Palabras y hechos que invitan a creer, por Jorge Gómez García (@xurxogg)

Otra derrota, la enésima esta temporada. Es cierto que ante el Madrid hubo, como viene siendo habitual, una gran dosis de mala suerte en contra de los gallegos. Es solo uno más de los factores en contra de un Dépor que camina con paso firme –si nadie lo remedia- hacia la Segunda División.

Bajo el antecedente de dos entrenadores que no hicieron funcionar al equipo, un técnico de la región se ha hecho cargo de los blanquiazules. Es Fernando Vázquez.

Foto: Nando Martínez | VAVEL (www.vavel.com)
Con el de Castrofeito, los coruñeses todavía no han sumado ningún punto en dos partidos, algo inaceptable en un equipo que necesita imperiosamente sumar de tres en tres para, por lo menos, asomar la cabeza. A pesar de este dato negativo, puede que Lendoiro –tan criticado por otros menesteres- haya acertado de lleno contratando al “Profesor”.

Es cierto que Las Palmas descendió bajo la dirección de Vázquez (2001-2002). También lo es que comenzó como entrenador de equipos como el Compostela, Rayo, el Valladolid o el Celta en temporadas en las que éstos clubes acabaron bajando –aunque él fue cesado o dimitió antes de finalizar la campaña-. Por tanto, el bagaje de Fernando no parece tan alentador como para pensar que él es el hombre capaz de reflotar a los coruñeses.
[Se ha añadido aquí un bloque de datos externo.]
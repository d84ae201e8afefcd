//! Cache busting for the static site.
//!
//! Local `.css` and `.js` references in HTML (`href="..."` / `src="..."`)
//! get a `?v=<version>` query so browsers refetch them after a deploy. The
//! version defaults to the referenced file's modification time.

use std::fs;
use std::path::{Path, PathBuf};
use std::time::{SystemTime, UNIX_EPOCH};

use log::info;
use walkdir::WalkDir;

use crate::error::Result;

const ATTRS: [&str; 2] = ["href=", "src="];

/// Seconds since the epoch at which `path` was last modified, or the
/// current time when that is unavailable.
pub fn mtime_version(path: &Path) -> String {
    let modified = fs::metadata(path)
        .and_then(|m| m.modified())
        .unwrap_or_else(|_| SystemTime::now());
    modified
        .duration_since(UNIX_EPOCH)
        .map(|d| d.as_secs())
        .unwrap_or_default()
        .to_string()
}

/// Rewrite the links in one HTML document.
///
/// `html_dir` is the directory holding the document and `root` the site
/// root; link targets are looked up in that order. Remote links and links
/// to missing files are left untouched.
pub fn bust_html(text: &str, html_dir: &Path, root: &Path, version: Option<&str>) -> String {
    let lower = text.to_ascii_lowercase();
    let mut out = String::with_capacity(text.len() + 64);
    let mut copied = 0;
    let mut cursor = 0;

    while let Some((at, attr)) = next_attr(&lower, cursor) {
        let value_start = at + attr.len() + 1;
        cursor = at + attr.len();
        let quote = match text.as_bytes().get(at + attr.len()) {
            Some(&q @ (b'"' | b'\'')) => q as char,
            _ => continue,
        };
        let Some(len) = text[value_start..].find(quote) else {
            continue;
        };
        let value = &text[value_start..value_start + len];
        if let Some(busted) = bust_link(value, html_dir, root, version) {
            out.push_str(&text[copied..value_start]);
            out.push_str(&busted);
            copied = value_start + len;
        }
        cursor = value_start + len;
    }
    out.push_str(&text[copied..]);
    out
}

/// Rewrite every `*.html` file under `root`. Returns the files changed.
pub fn bust_dir(root: &Path, version: Option<&str>) -> Result<Vec<PathBuf>> {
    let mut updated = Vec::new();
    for entry in WalkDir::new(root).sort_by_file_name() {
        let entry = entry?;
        if !entry.file_type().is_file() || !is_html(entry.path()) {
            continue;
        }

        let page = entry.into_path();
        let text = fs::read_to_string(&page)?;
        let html_dir = page.parent().unwrap_or(root);
        let busted = bust_html(&text, html_dir, root, version);
        if busted != text {
            fs::write(&page, busted)?;
            info!("updated {}", page.display());
            updated.push(page);
        }
    }
    Ok(updated)
}

fn next_attr(lower: &str, from: usize) -> Option<(usize, &'static str)> {
    ATTRS
        .iter()
        .filter_map(|attr| lower[from..].find(attr).map(|i| (from + i, *attr)))
        .min_by_key(|(at, _)| *at)
}

fn bust_link(value: &str, html_dir: &Path, root: &Path, version: Option<&str>) -> Option<String> {
    let path = value.split('?').next().unwrap_or(value);
    let lower = path.to_ascii_lowercase();
    if !(lower.ends_with(".css") || lower.ends_with(".js")) {
        return None;
    }
    if ["http://", "https://", "//"].iter().any(|p| lower.starts_with(p)) {
        return None;
    }
    // A leading `/` makes `join` yield a filesystem-absolute path, so
    // root-absolute links only resolve if that file exists on the host.
    let target = [html_dir.join(path), root.join(path)]
        .into_iter()
        .find(|candidate| candidate.exists())?;
    let version = version.map_or_else(|| mtime_version(&target), str::to_string);
    Some(format!("{path}?v={version}"))
}

fn is_html(path: &Path) -> bool {
    path.extension().is_some_and(|ext| ext.eq_ignore_ascii_case("html"))
}
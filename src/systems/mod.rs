//! Application systems
//!
//! Window, animation clock and GPU rendering, kept out of main.rs so each can
//! be tested on its own.

mod animation;
mod render;
mod window;

pub use animation::AnimationSystem;
pub use render::{RenderError, RenderSystem};
pub use window::{format_title, WindowError, WindowSystem};
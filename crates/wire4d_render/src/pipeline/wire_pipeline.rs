//! Render pipeline for canvas lines and point squares
//!
//! Both pipelines share one shader and one uniform buffer; they differ only
//! in primitive topology. Vertex buffers grow on demand and are rewritten
//! every frame.

use wgpu::util::DeviceExt;

use super::types::{CanvasGeometry, CanvasUniforms, CanvasVertex};
use crate::canvas::{Canvas, CanvasStyle, DrawList};

/// Initial vertex capacity of each buffer (enough for a tesseract)
const INITIAL_CAPACITY: usize = 256;

/// A vertex buffer that is reallocated when it runs out of room
struct DynamicVertexBuffer {
    label: &'static str,
    buffer: wgpu::Buffer,
    capacity: usize,
    len: u32,
}

impl DynamicVertexBuffer {
    fn new(device: &wgpu::Device, label: &'static str) -> Self {
        Self {
            label,
            buffer: Self::allocate(device, label, INITIAL_CAPACITY),
            capacity: INITIAL_CAPACITY,
            len: 0,
        }
    }

    fn allocate(device: &wgpu::Device, label: &str, capacity: usize) -> wgpu::Buffer {
        device.create_buffer(&wgpu::BufferDescriptor {
            label: Some(label),
            size: (capacity * std::mem::size_of::<CanvasVertex>()) as wgpu::BufferAddress,
            usage: wgpu::BufferUsages::VERTEX | wgpu::BufferUsages::COPY_DST,
            mapped_at_creation: false,
        })
    }

    fn write(&mut self, device: &wgpu::Device, queue: &wgpu::Queue, vertices: &[CanvasVertex]) {
        if vertices.len() > self.capacity {
            let capacity = vertices.len().next_power_of_two();
            log::debug!("Growing {} to {} vertices", self.label, capacity);
            self.buffer = Self::allocate(device, self.label, capacity);
            self.capacity = capacity;
        }
        if !vertices.is_empty() {
            queue.write_buffer(&self.buffer, 0, bytemuck::cast_slice(vertices));
        }
        self.len = vertices.len() as u32;
    }
}

/// Draws a [`DrawList`] onto a surface texture
#[allow(dead_code)] // bind_group_layout kept alive alongside the bind group
pub struct WirePipeline {
    /// Line-list pipeline for edges
    line_pipeline: wgpu::RenderPipeline,
    /// Triangle-list pipeline for point squares
    fill_pipeline: wgpu::RenderPipeline,
    bind_group_layout: wgpu::BindGroupLayout,
    uniform_buffer: wgpu::Buffer,
    bind_group: wgpu::BindGroup,
    lines: DynamicVertexBuffer,
    fills: DynamicVertexBuffer,
    /// Colours, already converted for the surface format
    style: CanvasStyle,
}

impl WirePipeline {
    /// Create the pipelines for a surface format
    ///
    /// `style` holds sRGB-encoded colours; they are linearized when the
    /// surface format applies sRGB encoding itself.
    pub fn new(
        device: &wgpu::Device,
        surface_format: wgpu::TextureFormat,
        style: CanvasStyle,
    ) -> Self {
        let bind_group_layout = device.create_bind_group_layout(&wgpu::BindGroupLayoutDescriptor {
            label: Some("Canvas Bind Group Layout"),
            entries: &[wgpu::BindGroupLayoutEntry {
                binding: 0,
                visibility: wgpu::ShaderStages::VERTEX | wgpu::ShaderStages::FRAGMENT,
                ty: wgpu::BindingType::Buffer {
                    ty: wgpu::BufferBindingType::Uniform,
                    has_dynamic_offset: false,
                    min_binding_size: None,
                },
                count: None,
            }],
        });

        let pipeline_layout = device.create_pipeline_layout(&wgpu::PipelineLayoutDescriptor {
            label: Some("Canvas Pipeline Layout"),
            bind_group_layouts: &[&bind_group_layout],
            push_constant_ranges: &[],
        });

        let shader = device.create_shader_module(wgpu::ShaderModuleDescriptor {
            label: Some("Canvas Shader"),
            source: wgpu::ShaderSource::Wgsl(include_str!("../shaders/canvas.wgsl").into()),
        });

        let line_pipeline = Self::create_pipeline(
            device,
            &pipeline_layout,
            &shader,
            surface_format,
            wgpu::PrimitiveTopology::LineList,
            "Line Pipeline",
        );
        let fill_pipeline = Self::create_pipeline(
            device,
            &pipeline_layout,
            &shader,
            surface_format,
            wgpu::PrimitiveTopology::TriangleList,
            "Fill Pipeline",
        );

        let uniform_buffer = device.create_buffer_init(&wgpu::util::BufferInitDescriptor {
            label: Some("Canvas Uniform Buffer"),
            contents: bytemuck::bytes_of(&CanvasUniforms::default()),
            usage: wgpu::BufferUsages::UNIFORM | wgpu::BufferUsages::COPY_DST,
        });

        let bind_group = device.create_bind_group(&wgpu::BindGroupDescriptor {
            label: Some("Canvas Bind Group"),
            layout: &bind_group_layout,
            entries: &[wgpu::BindGroupEntry {
                binding: 0,
                resource: uniform_buffer.as_entire_binding(),
            }],
        });

        let style = if surface_format.is_srgb() {
            style.to_linear()
        } else {
            style
        };

        Self {
            line_pipeline,
            fill_pipeline,
            bind_group_layout,
            uniform_buffer,
            bind_group,
            lines: DynamicVertexBuffer::new(device, "Line Vertex Buffer"),
            fills: DynamicVertexBuffer::new(device, "Fill Vertex Buffer"),
            style,
        }
    }

    fn create_pipeline(
        device: &wgpu::Device,
        layout: &wgpu::PipelineLayout,
        shader: &wgpu::ShaderModule,
        surface_format: wgpu::TextureFormat,
        topology: wgpu::PrimitiveTopology,
        label: &str,
    ) -> wgpu::RenderPipeline {
        device.create_render_pipeline(&wgpu::RenderPipelineDescriptor {
            label: Some(label),
            layout: Some(layout),
            vertex: wgpu::VertexState {
                module: shader,
                entry_point: Some("vs_main"),
                buffers: &[Self::vertex_buffer_layout()],
                compilation_options: wgpu::PipelineCompilationOptions::default(),
            },
            fragment: Some(wgpu::FragmentState {
                module: shader,
                entry_point: Some("fs_main"),
                targets: &[Some(wgpu::ColorTargetState {
                    format: surface_format,
                    blend: Some(wgpu::BlendState::ALPHA_BLENDING),
                    write_mask: wgpu::ColorWrites::ALL,
                })],
                compilation_options: wgpu::PipelineCompilationOptions::default(),
            }),
            primitive: wgpu::PrimitiveState {
                topology,
                strip_index_format: None,
                front_face: wgpu::FrontFace::Ccw,
                cull_mode: None,
                unclipped_depth: false,
                polygon_mode: wgpu::PolygonMode::Fill,
                conservative: false,
            },
            depth_stencil: None,
            multisample: wgpu::MultisampleState {
                count: 1,
                mask: !0,
                alpha_to_coverage_enabled: false,
            },
            multiview: None,
            cache: None,
        })
    }

    /// Get the vertex buffer layout for CanvasVertex
    fn vertex_buffer_layout() -> wgpu::VertexBufferLayout<'static> {
        wgpu::VertexBufferLayout {
            array_stride: std::mem::size_of::<CanvasVertex>() as wgpu::BufferAddress,
            step_mode: wgpu::VertexStepMode::Vertex,
            attributes: &[
                // position: vec2<f32>
                wgpu::VertexAttribute {
                    format: wgpu::VertexFormat::Float32x2,
                    offset: 0,
                    shader_location: 0,
                },
            ],
        }
    }

    /// Background colour for the clear at the start of the pass
    pub fn clear_color(&self) -> wgpu::Color {
        let bg = self.style.background;
        wgpu::Color {
            r: bg[0] as f64,
            g: bg[1] as f64,
            b: bg[2] as f64,
            a: bg[3] as f64,
        }
    }

    /// Upload a frame's draw list
    ///
    /// Returns the vertex data that was uploaded.
    pub fn upload(
        &mut self,
        device: &wgpu::Device,
        queue: &wgpu::Queue,
        list: &DrawList,
    ) -> CanvasGeometry {
        let (width, height) = list.size();
        let uniforms = CanvasUniforms {
            size: [width, height],
            _padding: [0.0; 2],
            color: self.style.foreground,
        };
        queue.write_buffer(&self.uniform_buffer, 0, bytemuck::bytes_of(&uniforms));

        let geometry = CanvasGeometry::from_draw_list(list);
        self.lines.write(device, queue, &geometry.lines);
        self.fills.write(device, queue, &geometry.fills);
        geometry
    }

    /// Clear to the background colour and draw the uploaded geometry
    pub fn render(&self, encoder: &mut wgpu::CommandEncoder, view: &wgpu::TextureView) {
        let mut render_pass = encoder.begin_render_pass(&wgpu::RenderPassDescriptor {
            label: Some("Canvas Pass"),
            color_attachments: &[Some(wgpu::RenderPassColorAttachment {
                view,
                resolve_target: None,
                ops: wgpu::Operations {
                    load: wgpu::LoadOp::Clear(self.clear_color()),
                    store: wgpu::StoreOp::Store,
                },
            })],
            depth_stencil_attachment: None,
            timestamp_writes: None,
            occlusion_query_set: None,
        });

        render_pass.set_bind_group(0, &self.bind_group, &[]);

        if self.fills.len > 0 {
            render_pass.set_pipeline(&self.fill_pipeline);
            render_pass.set_vertex_buffer(0, self.fills.buffer.slice(..));
            render_pass.draw(0..self.fills.len, 0..1);
        }

        if self.lines.len > 0 {
            render_pass.set_pipeline(&self.line_pipeline);
            render_pass.set_vertex_buffer(0, self.lines.buffer.slice(..));
            render_pass.draw(0..self.lines.len, 0..1);
        }
    }
}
Sin embargo, Fernando Vázquez ha devuelto la ilusión a una afición que, con el paso de las jornadas, llegó a estar muy desencantada con el equipo. La hinchada reclama gente que se deje la piel por el equipo ante todo. Vázquez ha logrado conectar su discurso con esa exigencia de la masa social. El míster es conocedor de lo que representa el Dépor. Es casi un hombre de la casa –pese a su pasado céltico- y sabe que en una situación como ésta, lo primero que debe conseguir es recrear esa comunión entre afición y jugadores.

Vázquez ha realizado mucho trabajo psicológico con la plantilla con el objetivo de “lobotomizar” a unos jugadores alicaídos e imprimirles a fuego la idea de que hay que darlo todo en cada partido porque aún existen opciones de salvación. “Harry Potter” sabe que si logra que la plantilla se crea su discurso, los jugadores saldrán al terreno de juego con una predisposición que sí gusta al aficionado de Riazor, quien, por extensión, apoyará más y ayudará a conseguir ese extra que hace falta para ganar partidos en una situación tan crítica. Además, Fernando sabe plasmar su idea –reiterada en ruedas de prensa y dentro del vestuario- en acciones como ir a hablar personalmente con seguidores que habían acompañado al equipo  a Sevilla o que lo habían recibido a su llegada, agradecer a la afición el apoyo aplaudiendo desde el círculo central o chocar las manos con cada uno de los componentes del banquillo cuando el equipo marca un gol (así promueve la idea de que todos forman parte del éxito del equipo). Es evidente que el clima en A Coruña ya ha cambiado: de reproches al equipo durante entrenamientos, a aplausos pese a las derrotas.

Puede que Fernando Vázquez no consiga evitar la ya tan profetizada catástrofe. Quizá no sea el entrenador con más recursos tácticos del mundo. Es probable que los resultados no le acompañen. Como técnico, Fernando nunca ha sido santo de mi devoción pero al menos, sabe lo que significa el Dépor, entiende a su afición, les intenta dar lo que ellos piden y demuestra las palabras con hechos. Ha logrado que, aunque sea con más corazón que cabeza, el deportivismo vuelva a creer. Eso debería de ser más que suficiente para, pase lo que pase, ofrecer al de Castrofeito un proyecto desde cero, ya sea en Primera o en Segunda División.